Restaurant Review: Restaurant Review
With more than 30 years of experience between them, Michael Hall and Chip Tait have succeeded in establishing a comfortable, casual neighborhood ice house
Reviewed by Rachel Feit, Fri., Jan. 30, 2009
Drungo Ice House
2828 Rio Grande, 478-6666Daily, 11am-12mid
www.drungoicehouse.com
Drungo Ice House is the latest venture to inhabit the space at the corner of 29th and Rio Grande, which has seen a few restaurants come and go over the past decade. However, unlike previous businesses that have failed to attract a loyal base of regulars, Drungo Ice House may have finally hit the target clientele. The ambience is appropriately postcollegiate at this Northwest Campus bar and eatery situated within spitting distance of Vulcan Video, Oat Willie's, Toy Joy, and Junior's Beer and Wine. Flat-screen TVs broadcast news and sports throughout the restaurant, while the walls pay homage to the owner's favorite football team, the Washington Redskins. In one corner, a pool table and dartboards beckon the competition-minded crowd, and in another corner, couches and coffee tables entice the Wi-Fi set. The rest of the space is populated with conventional tables and booths, and a covered front terrace studded with picnic tables is a treat when the weather is mild.
The owners of this new neighborhood ice house are Michael Hall and Chip Tait, who have more than 30 years of collective experience operating bars and restaurants. Hall, who trained as a cook, is a veteran of Central Market, Hyde Park Bar & Grill, Zoot, and several other places around town. Tait, formerly of Lovejoys, has brought his considerable bar experience to the ample beer selection available both on tap and in bottles.
The dining menu reflects some of Hall's favorite American food dishes, as well as a few riffs on the East Coast favorites of Annapolis, Md., native Tait. Chesapeake Bay seafood inspired Drungo's seafood sampler appetizer ($14.95), a plate groaning with steamed shrimp, fried shrimp, fried oysters, crab dip, and crab balls, which are essentially a very bready, small crab cake.

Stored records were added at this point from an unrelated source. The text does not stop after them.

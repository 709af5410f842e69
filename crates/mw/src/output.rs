//! Colored terminal output utilities.

use std::io::Write;

use console::{Style, Term};

/// Terminal output formatter.
///
/// Status messages go to stderr; [`Output::emit`] writes command results to
/// stdout so they can be piped.
pub(crate) struct Output {
    term: Term,
    yellow: Style,
    red: Style,
    cyan_bold: Style,
}

impl Output {
    /// Create a new output formatter.
    #[must_use]
    pub(crate) fn new() -> Self {
        Self {
            term: Term::stderr(),
            yellow: Style::new().yellow(),
            red: Style::new().red(),
            cyan_bold: Style::new().cyan().bold(),
        }
    }

    /// Print an info message.
    pub(crate) fn info(&self, msg: &str) {
        let _ = self.term.write_line(msg);
    }

    /// Print a warning message (yellow).
    pub(crate) fn warning(&self, msg: &str) {
        let _ = self.term.write_line(&self.yellow.apply_to(msg).to_string());
    }

    /// Print an error message (red).
    pub(crate) fn error(&self, msg: &str) {
        let _ = self.term.write_line(&self.red.apply_to(msg).to_string());
    }

    /// Print a highlighted message (cyan bold).
    pub(crate) fn highlight(&self, msg: &str) {
        let _ = self
            .term
            .write_line(&self.cyan_bold.apply_to(msg).to_string());
    }

    /// Write a command result line to stdout.
    pub(crate) fn emit(&self, text: &str) -> std::io::Result<()> {
        let mut stdout = std::io::stdout().lock();
        writeln!(stdout, "{text}")
    }
}
//! Configuration management for the markdown wiki runtime.
//!
//! Parses `mw.toml` files with serde and layers them over the built-in
//! defaults. The defaults are serialized into a TOML tree, the user's file is
//! merged on top (see [`merge_values`]) and the merged tree is deserialized
//! back into [`Config`]. Tables merge recursively; arrays and scalars are
//! replaced, so `plugins = ["a"]` replaces the default plugin list instead of
//! extending it.
//!
//! The resulting [`Config`] is immutable for the lifetime of an application
//! and is passed explicitly to every component.

mod merge;

use std::path::{Path, PathBuf};

use serde::{Deserialize, Serialize};

pub use merge::merge_values;

/// Configuration filename to search for.
const CONFIG_FILENAME: &str = "mw.toml";

/// CLI settings that override configuration file values.
///
/// All fields are optional. Only non-None values override the loaded config.
#[derive(Debug, Default)]
pub struct CliSettings {
    /// Override the content base path.
    pub base_path: Option<String>,
    /// Override whether remote documents may be loaded.
    pub remote_enabled: Option<bool>,
    /// Override the CORS proxy prefix for remote documents.
    pub cors_proxy_url: Option<String>,
}

/// Application configuration.
#[derive(Debug, Clone, PartialEq, Serialize, Deserialize)]
#[serde(default)]
pub struct Config {
    /// Application name, combined with page titles.
    pub name: String,
    /// Base path prepended to every local resource.
    pub base_path: String,
    /// Well-known content files.
    pub files: FilesConfig,
    /// Ordered plugin identifiers.
    pub plugins: Vec<String>,
    /// Markdown parser selection.
    pub markdown: MarkdownConfig,
    /// Document title rules.
    pub title: TitleConfig,
    /// Remote document policy.
    pub remote: RemoteConfig,
    /// Mount points of the application shell.
    pub selectors: SelectorsConfig,

    /// Path to the config file (set after loading).
    #[serde(skip)]
    pub config_path: Option<PathBuf>,
}

impl Default for Config {
    fn default() -> Self {
        Self {
            name: "Wiki".to_owned(),
            base_path: String::new(),
            files: FilesConfig::default(),
            plugins: vec!["heading-anchors".to_owned()],
            markdown: MarkdownConfig::default(),
            title: TitleConfig::default(),
            remote: RemoteConfig::default(),
            selectors: SelectorsConfig::default(),
            config_path: None,
        }
    }
}

/// Locations of the special content files, relative to `base_path`.
#[derive(Debug, Clone, PartialEq, Serialize, Deserialize)]
#[serde(default)]
pub struct FilesConfig {
    /// Sidebar navigation document.
    pub sidebar: String,
    /// Document rendered for `/`.
    pub default_page: String,
    /// Document rendered when a page cannot be fetched.
    pub not_found_page: String,
}

impl Default for FilesConfig {
    fn default() -> Self {
        Self {
            sidebar: "_sidebar.md".to_owned(),
            default_page: "README.md".to_owned(),
            not_found_page: "404.md".to_owned(),
        }
    }
}

/// Markdown parser configuration.
#[derive(Debug, Clone, PartialEq, Serialize, Deserialize)]
#[serde(default)]
pub struct MarkdownConfig {
    /// Registered parser name (built-in or user-supplied).
    pub parser: String,
    /// Free-form options handed to the parser.
    pub parser_options: toml::Table,
}

impl Default for MarkdownConfig {
    fn default() -> Self {
        Self {
            parser: "gfm".to_owned(),
            parser_options: toml::Table::new(),
        }
    }
}

/// How the page title and the application name are combined.
#[derive(Debug, Clone, Copy, PartialEq, Eq, Default, Serialize, Deserialize)]
#[serde(rename_all = "kebab-case")]
pub enum TitleOrder {
    /// `Page<sep>Wiki`
    #[default]
    PageFirst,
    /// `Wiki<sep>Page`
    WikiFirst,
    /// `Page`
    PageOnly,
}

/// A place a page title can be taken from.
#[derive(Debug, Clone, Copy, PartialEq, Eq, Serialize, Deserialize)]
#[serde(rename_all = "kebab-case")]
pub enum TitleSource {
    /// Explicit title attached to the sidebar link.
    SidebarTitle,
    /// Text of the sidebar link.
    SidebarLabel,
    /// First level-1 heading of the rendered page.
    Heading,
    /// Content file name without extension.
    Filename,
    /// `title.fallback`.
    Fallback,
}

Chesapeake flavors also are to thank for Drungo's excellent shell-on, moist, and invigorating steamed shrimp ($12.95, half pound; $6.95, quarter) dusted with Old Bay seasoning.
But apart from these small nods toward the Eastern Seaboard, the Drungo Ice House menu is a fairly predictable collection of casual dining foodstuffs. Chicken wings, salads, pizzas, burgers, sandwiches, and fries highlight the small menu. Its salads are fresh and clean-tasting, while robust sandwiches, such as the BLT&A (bacon, lettuce, tomato, and avocado, $7.95), are piled high with tasty fixings. Drungo's grilled Reuben ($8.25) is exceptionally successful, dripping with sauerkraut, corned beef, and melted cheese, all tied together with plenty of Russian dressing. The Drungo Burger ($6.95), a hefty one-third-pound patty of Angus beef, is, like all their sandwiches, practically big enough for two.
Hall and Tait are still tinkering with the menu and the pricing at this relatively young eatery. As of press time, Drungo no longer served the wood-fired pizzas that were on the menu when we visited, and the crab balls have been eighty-sixed from the list due to the difficulties of balancing quality with affordability. This is a good move, in my opinion, since these were some of the weakest items on the menu. And it underscores the owners' efforts to make Drungo a neighborhood establishment geared toward local tastes and pocketbooks. As Hall put it, Drungo Ice House has simple ambitions: to become a regular destination for the people who live in the neighborhood. Judging from the diners who were there when we visited, they're on the right track.